Rep Targeting Workouts For Strength and Muscle Growth
Every bodybuilder or weightlifter works out at the gym with a target in mind. Many of them want to be fit, gain strength and develop bulging muscles. Such targets are not easy to achieve without a good program. Therefore, a suitable workout program should be developed or planned before starting. Programs can be designed to enable you to achieve certain goals such as a ripped physique or muscle growth.
What is Rep Targeting?
There are various possible approaches to training with these types of results in mind. For instance, to achieve lean muscle and the desired muscle mass, you may fair better choosing a rep targeting workout. Basically, rep targeting workouts are workout programs where you start off doing a number of reps of a given exercise and then gradually increases the number of reps.
The most common number of reps or repetitions for beginners is between 8 and 12. Once you're able to comfortably do 8 to 12 repetitions of your selected exercise, the next target would be to increase the reps to 15 then 20. The number can keep increasing over time until you can do 30 to 40 reps, this gradual increase in reps has a number of benefits to achieving your muscle goals.
What Does Research Tell Us?
A research study conducted by a group of scientists looked at the effect of increased rep workouts versus low rep workout. The aim was to debunk myths surrounding high rep workouts. The study was conducted over a 3-month period and examined the effects of high rep workouts on one group of participants and low reps in another group. The results were astounding! They revealed that rep targeting workouts not only built endurance but also helped the participants develop muscle mass with lean muscle. They also enjoyed increases in strength but only up to a certain level.
The scientific study concluded that low reps and heavy weights resulted in increased strength and muscle while rep targeting workouts saw not just increases in strength and muscle but better defined muscles and muscle growth as well. Many personal trainers now advise their clients to focus more on rep targeting workouts because they have more benefits compared to low rep workouts.
Benefits of Rep Targeting
The benefits include an increase in endurance and faster development of lean muscle. Increased repetitions help to develop a ripped physique. Muscle growth will also be experienced through rep targeting workouts. However, impressive muscle mass will require an increase in the size of weights used. In my opinion it's always better to have rep targeting workouts because they provide more benefits than weight targeting workouts.
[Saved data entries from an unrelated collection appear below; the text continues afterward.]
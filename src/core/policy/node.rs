//! Settings shared by every level of the policy tree

use crate::core::acl::AccessControlList;
use crate::core::constraint::{Constraint, ConstraintClass, ConstraintMap};
use crate::core::error::PolicyError;
use crate::core::validation::{validate_name, NAME_MAX_LENGTH, NAME_MAX_LENGTH_EXTENDED};
use chrono::Duration;
use serde::{Deserialize, Serialize};
use std::sync::Arc;

/// Where a policy tree came from
#[derive(Debug, Clone, Copy, PartialEq, Eq, Default, Serialize, Deserialize)]
#[serde(rename_all = "lowercase")]
pub enum PolicySource {
    /// Hand-authored policy document
    #[default]
    Document,
    /// Derived from legacy role bindings
    Legacy,
}

impl PolicySource {
    /// Maximum name length for nodes of this source
    pub fn name_limit(self) -> usize {
        match self {
            PolicySource::Document => NAME_MAX_LENGTH,
            PolicySource::Legacy => NAME_MAX_LENGTH_EXTENDED,
        }
    }

    pub fn is_document(&self) -> bool {
        *self == PolicySource::Document
    }
}

/// Data shared by environments, systems and groups
#[derive(Debug, Clone)]
pub struct PolicyNode {
    name: String,
    description: String,
    source: PolicySource,
    acl: Option<AccessControlList>,
    constraints: ConstraintMap,
    min_reviewers: Option<u32>,
    approval_timeout: Option<Duration>,
}

impl PolicyNode {
    /// Node of a hand-authored policy
    pub fn new(name: impl Into<String>, description: impl Into<String>) -> Result<Self, PolicyError> {
        Self::with_source(PolicySource::Document, name, description)
    }

    /// Node derived from legacy bindings, allowing longer names
    pub fn legacy(name: impl Into<String>, description: impl Into<String>) -> Result<Self, PolicyError> {
        Self::with_source(PolicySource::Legacy, name, description)
    }

    /// Node of the given source, validated against that source's name limit
    pub fn with_source(
        source: PolicySource,
        name: impl Into<String>,
        description: impl Into<String>,
    ) -> Result<Self, PolicyError> {
        let name = name.into();
        validate_name(&name, source.name_limit())?;
        Ok(PolicyNode {
            name,
            description: description.into(),
            source,
            acl: None,
            constraints: ConstraintMap::new(),
            min_reviewers: None,
            approval_timeout: None,
        })
    }

    pub fn with_acl(mut self, acl: AccessControlList) -> Self {
        self.acl = Some(acl);
        self
    }

    pub fn with_constraint(mut self, class: ConstraintClass, constraint: Arc<dyn Constraint>) -> Self {
        self.constraints.entry(class).or_default().push(constraint);
        self
    }

    pub fn with_constraints(
        mut self,
        class: ConstraintClass,
        constraints: impl IntoIterator<Item = Arc<dyn Constraint>>,
    ) -> Self {
        self.constraints.entry(class).or_default().extend(constraints);
        self
    }

    /// Number of distinct reviewers a peer-approved request needs
    pub fn with_min_reviewers(mut self, min_reviewers: u32) -> Result<Self, PolicyError> {
        if min_reviewers == 0 {
            return Err(PolicyError::InvalidDocument(format!(
                "'{}': at least one reviewer is required",
                self.name
            )));
        }
        self.min_reviewers = Some(min_reviewers);
        Ok(self)
    }

    /// How long a request waits for approval
    pub fn with_approval_timeout(mut self, timeout: Duration) -> Result<Self, PolicyError> {
        if timeout <= Duration::zero() {
            return Err(PolicyError::InvalidDocument(format!(
                "'{}': approval timeout must be positive",
                self.name
            )));
        }
        self.approval_timeout = Some(timeout);
        Ok(self)
    }

    pub fn name(&self) -> &str {
        &self.name
    }

    pub fn description(&self) -> &str {
        &self.description
    }

    pub fn source(&self) -> PolicySource {
        self.source
    }

    /// The node's own ACL; `None` defers to the parent
    pub fn acl(&self) -> Option<&AccessControlList> {
        self.acl.as_ref()
    }

    pub fn constraints(&self, class: ConstraintClass) -> &[Arc<dyn Constraint>] {
        self.constraints.get(&class).map(Vec::as_slice).unwrap_or(&[])
    }

    pub fn constraint_map(&self) -> &ConstraintMap {
        &self.constraints
    }

    pub fn min_reviewers(&self) -> Option<u32> {
        self.min_reviewers
    }

    pub fn approval_timeout(&self) -> Option<Duration> {
        self.approval_timeout
    }

    /// Combine two nodes of the same name
    ///
    /// ACL entries and constraints are concatenated (identical constraints
    /// only once); settings of `self` win over `other`'s.
    pub(crate) fn merge(&self, other: &PolicyNode) -> Result<PolicyNode, PolicyError> {
        if self.name != other.name {
            return Err(PolicyError::NameMismatch {
                left: self.name.clone(),
                right: other.name.clone(),
            });
        }

        let acl = match (&self.acl, &other.acl) {
            (Some(a), Some(b)) => Some(a.merge(b)),
            (Some(a), None) => Some(a.clone()),
            (None, b) => b.clone(),
        };

        let mut constraints = self.constraints.clone();
        for (class, theirs) in &other.constraints {
            let ours = constraints.entry(*class).or_default();
            for constraint in theirs {
                let spec = constraint.to_spec();
                if !ours.iter().any(|c| c.to_spec() == spec) {
                    ours.push(Arc::clone(constraint));
                }
            }
        }

        Ok(PolicyNode {
            name: self.name.clone(),
            description: if self.description.is_empty() {
                other.description.clone()
            } else {
                self.description.clone()
            },
            source: self.source,
            acl,
            constraints,
            min_reviewers: self.min_reviewers.or(other.min_reviewers),
            approval_timeout: self.approval_timeout.or(other.approval_timeout),
        })
    }
}

/// Common accessors of environments, systems and groups
pub trait Policy {
    fn node(&self) -> &PolicyNode;

    fn name(&self) -> &str {
        self.node().name()
    }

    fn description(&self) -> &str {
        self.node().description()
    }

    fn acl(&self) -> Option<&AccessControlList> {
        self.node().acl()
    }

    fn constraints(&self, class: ConstraintClass) -> &[Arc<dyn Constraint>] {
        self.node().constraints(class)
    }
}

#[cfg(test)]
mod tests {
    use super::*;
    use crate::core::acl::{AllowedEntry, Permission};
    use crate::core::constraint::ExpiryConstraint;
    use crate::core::principal::PrincipalId;

    fn acl(email: &str, permissions: Permission) -> AccessControlList {
        AccessControlList::new(vec![AllowedEntry::new(PrincipalId::user(email), permissions)])
    }

    #[test]
    fn test_name_limits_by_source() {
        let long = "x".repeat(30);
        assert!(PolicyNode::new(long.clone(), "").is_err());
        assert!(PolicyNode::legacy(long, "").is_ok());
        assert!(PolicyNode::new("bad name", "").is_err());
    }

    #[test]
    fn test_settings_validated() {
        let node = PolicyNode::new("g", "").unwrap();
        assert!(node.clone().with_min_reviewers(0).is_err());
        assert!(node.clone().with_approval_timeout(Duration::zero()).is_err());
        assert_eq!(node.with_min_reviewers(2).unwrap().min_reviewers(), Some(2));
    }

    #[test]
    fn test_merge_requires_same_name() {
        let a = PolicyNode::new("a", "").unwrap();
        let b = PolicyNode::new("b", "").unwrap();
        assert!(matches!(a.merge(&b), Err(PolicyError::NameMismatch { .. })));
    }

    #[test]
    fn test_merge_concatenates() {
        let expiry: Arc<dyn Constraint> = Arc::new(ExpiryConstraint::fixed(Duration::hours(1)).unwrap());
        let other_expiry: Arc<dyn Constraint> =
            Arc::new(ExpiryConstraint::fixed(Duration::hours(2)).unwrap());

        let a = PolicyNode::new("g", "first")
            .unwrap()
            .with_acl(acl("a@example.com", Permission::JOIN))
            .with_constraint(ConstraintClass::Join, Arc::clone(&expiry));
        let b = PolicyNode::new("g", "second")
            .unwrap()
            .with_acl(acl("b@example.com", Permission::JOIN))
            .with_constraint(ConstraintClass::Join, expiry)
            .with_constraint(ConstraintClass::Join, other_expiry);

        let merged = a.merge(&b).unwrap();
        assert_eq!(merged.description(), "first");
        assert_eq!(merged.acl().unwrap().entries().len(), 2);
        assert_eq!(merged.constraints(ConstraintClass::Join).len(), 2);
        assert!(merged.constraints(ConstraintClass::Approve).is_empty());
    }
}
An ideal workout scenario is where you have a target in mind such as gaining a great physique with sufficient muscle mass. This will require careful balancing between rep targeting workouts and gradual increases in the size of weights. We're all different with very different body types and each will require a personal program. As mentioned previous, it's always best to plan your workouts so you know what you need to do to achieve your goals. Often when you start working out you'll find that you need to adapt you program to best suit your body and end goal, but ultimately having a baseline will give you spring board to leap forward!